The technique has potentially profound implications for medical imaging because it could provide less costly and more effective ways for doctors to see what’s going on in human tissue. The technique, while promising, has not yet been approved in humans.

Scientists Create See-Through Skin in Mice

While the effects of the water and dye combination look like a magic trick, some pretty basic physics explains how it works, says Zihao Ou, assistant professor of physics at the University of Texas at Dallas and the lead author of the study. It involves different substances’ abilities to either scatter or absorb light.

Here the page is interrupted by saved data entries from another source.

//! Free-form provider configuration block.

use std::collections::HashMap;

use serde::{Deserialize, Serialize};

use crate::error::{InventoryError, InventoryResult};

/// Option key holding the provider type name in a provider file.
pub const PROVIDER_KEY: &str = "provider";
/// Option key holding the caller-supplied label.
pub const ID_KEY: &str = "id";
/// Option key holding the comma-separated requested services.
pub const SERVICES_KEY: &str = "services";
/// Option key overriding which services are best-effort.
pub const BEST_EFFORT_SERVICES_KEY: &str = "best_effort_services";

/// Opaque key/value configuration for one provider instance.
#[derive(Debug, Clone, Default, PartialEq, Eq, Serialize, Deserialize)]
#[serde(transparent)]
pub struct OptionBlock(HashMap<String, String>);

impl OptionBlock {
    pub fn new() -> Self {
        Self::default()
    }

    pub fn with(mut self, key: impl Into<String>, value: impl Into<String>) -> Self {
        self.insert(key, value);
        self
    }

    pub fn insert(&mut self, key: impl Into<String>, value: impl Into<String>) {
        self.0.insert(key.into(), value.into());
    }

    pub fn get(&self, key: &str) -> Option<&str> {
        self.0.get(key).map(String::as_str)
    }

    /// Fetch a required, non-empty value.
    pub fn require(&self, key: &str) -> InventoryResult<&str> {
        self.get(key)
            .filter(|value| !value.is_empty())
            .ok_or_else(|| InventoryError::Config(key.to_string()))
    }

    pub fn id(&self) -> &str {
        self.get(ID_KEY).unwrap_or_default()
    }

    pub fn provider(&self) -> Option<&str> {
        self.get(PROVIDER_KEY)
    }
}

impl<K: Into<String>, V: Into<String>> FromIterator<(K, V)> for OptionBlock {
    fn from_iter<T: IntoIterator<Item = (K, V)>>(iter: T) -> Self {
        Self(
            iter.into_iter()
                .map(|(key, value)| (key.into(), value.into()))
                .collect(),
        )
    }
}

#[cfg(test)]
mod tests {
    use super::*;

    #[test]
    fn test_require_rejects_missing_and_empty() {
        let block = OptionBlock::new().with("gcp_service_account_key", "");
        assert!(matches!(
            block.require("gcp_service_account_key"),
            Err(InventoryError::Config(key)) if key == "gcp_service_account_key"
        ));
        assert!(block.require("other").is_err());
    }

    #[test]
    fn test_id_defaults_to_empty() {
        assert_eq!(OptionBlock::new().id(), "");
        assert_eq!(OptionBlock::new().with(ID_KEY, "prod").id(), "prod");
    }

    #[test]
    fn test_deserializes_from_json_object() {
        let block: OptionBlock = serde_json::from_str(
            r#"{"provider": "gcp", "id": "main", "services": "dns,s3"}"#,
        )
        .unwrap();
        assert_eq!(block.provider(), Some("gcp"));
        assert_eq!(block.get(SERVICES_KEY), Some("dns,s3"));
    }
}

Living skin scatters light, similarly to the way fog does. Meanwhile, yellow dye absorbs it. Individually, each blocks light from getting through — but by different mechanisms.

However, when you put the two together, the properties change. Dissolving the light-absorbing dye molecules in water changes how the substance bends light. This changes the way molecules that make up skin interact with light. The result of this combination? The dye molecules reduce the amount light scatters in the skin tissue. The end result is akin to clearing fog.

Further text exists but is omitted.